Could you transcribe every entry exactly, leaving nothing out?

== Segment start ==

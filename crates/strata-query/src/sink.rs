//! Match sinks: a [`QueryState`] plus the column it aggregates.

use std::ptr;

use strata_storage::{Array, ArrayBasic, BasicColumn, BasicType, FindState, IntColumn, LeafCursor};

use crate::state::QueryState;

/// Receiver of confirmed matches.
pub trait MatchSink {
    /// Reports a match at `row`. Returns false to stop scanning.
    fn report(&mut self, row: usize) -> bool;

    /// Matches reported so far.
    fn match_count(&self) -> usize;

    /// State that integer leaves may feed directly while scanning `column`.
    ///
    /// Only available when the aggregated value is the scanned value, or
    /// when no value is aggregated at all.
    fn fast_state(&mut self, column: &IntColumn) -> Option<&mut dyn FindState>;
}

/// Sink over an integer state, aggregating an optional integer column.
pub struct IntSink<'s, 'a, 't> {
    state: &'s mut QueryState<'a, i64>,
    source: Option<&'t IntColumn>,
    cursor: LeafCursor<Array>,
}

impl<'s, 'a, 't> IntSink<'s, 'a, 't> {
    pub fn new(state: &'s mut QueryState<'a, i64>, source: Option<&'t IntColumn>) -> Self {
        Self {
            state,
            source,
            cursor: LeafCursor::new(),
        }
    }
}

impl MatchSink for IntSink<'_, '_, '_> {
    fn report(&mut self, row: usize) -> bool {
        let value = match self.source {
            Some(column) if self.state.uses_value() => self.cursor.get(column.tree(), row),
            _ => 0,
        };
        self.state.match_value(row, value)
    }

    fn match_count(&self) -> usize {
        self.state.match_count()
    }

    fn fast_state(&mut self, column: &IntColumn) -> Option<&mut dyn FindState> {
        match self.source {
            Some(source) if self.state.uses_value() && !ptr::eq(source, column) => None,
            _ => Some(&mut *self.state as &mut dyn FindState),
        }
    }
}

/// Sink over a floating point state, aggregating a float or double column.
pub struct FloatSink<'s, 'a, 't, T: BasicType> {
    state: &'s mut QueryState<'a, f64>,
    source: &'t BasicColumn<T>,
    cursor: LeafCursor<ArrayBasic<T>>,
}

impl<'s, 'a, 't, T: BasicType> FloatSink<'s, 'a, 't, T> {
    pub fn new(state: &'s mut QueryState<'a, f64>, source: &'t BasicColumn<T>) -> Self {
        Self {
            state,
            source,
            cursor: LeafCursor::new(),
        }
    }
}

impl<T: BasicType> MatchSink for FloatSink<'_, '_, '_, T> {
    fn report(&mut self, row: usize) -> bool {
        let value = self.cursor.get(self.source.tree(), row).to_f64();
        self.state.match_value(row, value)
    }

    fn match_count(&self) -> usize {
        self.state.match_count()
    }

    fn fast_state(&mut self, _column: &IntColumn) -> Option<&mut dyn FindState> {
        None
    }
}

== Segment end ==

__Answer to this problem__:
filename crates/strata-query/src/sink.rs
//! Match sinks: a [`QueryState`] plus the column it aggregates.

use std::ptr;

use strata_storage::{Array, ArrayBasic, BasicColumn, BasicType, FindState, IntColumn, LeafCursor};

use crate::state::QueryState;

/// Receiver of confirmed matches.
pub trait MatchSink {
    /// Reports a match at `row`. Returns false to stop scanning.
    fn report(&mut self, row: usize) -> bool;

    /// Matches reported so far.
    fn match_count(&self) -> usize;

    /// State that integer leaves may feed directly while scanning `column`.
    ///
    /// Only available when the aggregated value is the scanned value, or
    /// when no value is aggregated at all.
    fn fast_state(&mut self, column: &IntColumn) -> Option<&mut dyn FindState>;
}

/// Sink over an integer state, aggregating an optional integer column.
pub struct IntSink<'s, 'a, 't> {
    state: &'s mut QueryState<'a, i64>,
    source: Option<&'t IntColumn>,
    cursor: LeafCursor<Array>,
}

impl<'s, 'a, 't> IntSink<'s, 'a, 't> {
    pub fn new(state: &'s mut QueryState<'a, i64>, source: Option<&'t IntColumn>) -> Self {
        Self {
            state,
            source,
            cursor: LeafCursor::new(),
        }
    }
}

impl MatchSink for IntSink<'_, '_, '_> {
    fn report(&mut self, row: usize) -> bool {
        let value = match self.source {
            Some(column) if self.state.uses_value() => self.cursor.get(column.tree(), row),
            _ => 0,
        };
        self.state.match_value(row, value)
    }

    fn match_count(&self) -> usize {
        self.state.match_count()
    }

    fn fast_state(&mut self, column: &IntColumn) -> Option<&mut dyn FindState> {
        match self.source {
            Some(source) if self.state.uses_value() && !ptr::eq(source, column) => None,
            _ => Some(&mut *self.state as &mut dyn FindState),
        }
    }
}

/// Sink over a floating point state, aggregating a float or double column.
pub struct FloatSink<'s, 'a, 't, T: BasicType> {
    state: &'s mut QueryState<'a, f64>,
    source: &'t BasicColumn<T>,
    cursor: LeafCursor<ArrayBasic<T>>,
}

impl<'s, 'a, 't, T: BasicType> FloatSink<'s, 'a, 't, T> {
    pub fn new(state: &'s mut QueryState<'a, f64>, source: &'t BasicColumn<T>) -> Self {
        Self {
            state,
            source,
            cursor: LeafCursor::new(),
        }
    }
}

impl<T: BasicType> MatchSink for FloatSink<'_, '_, '_, T> {
    fn report(&mut self, row: usize) -> bool {
        let value = self.cursor.get(self.source.tree(), row).to_f64();
        self.state.match_value(row, value)
    }

    fn match_count(&self) -> usize {
        self.state.match_count()
    }

    fn fast_state(&mut self, _column: &IntColumn) -> Option<&mut dyn FindState> {
        None
    }
}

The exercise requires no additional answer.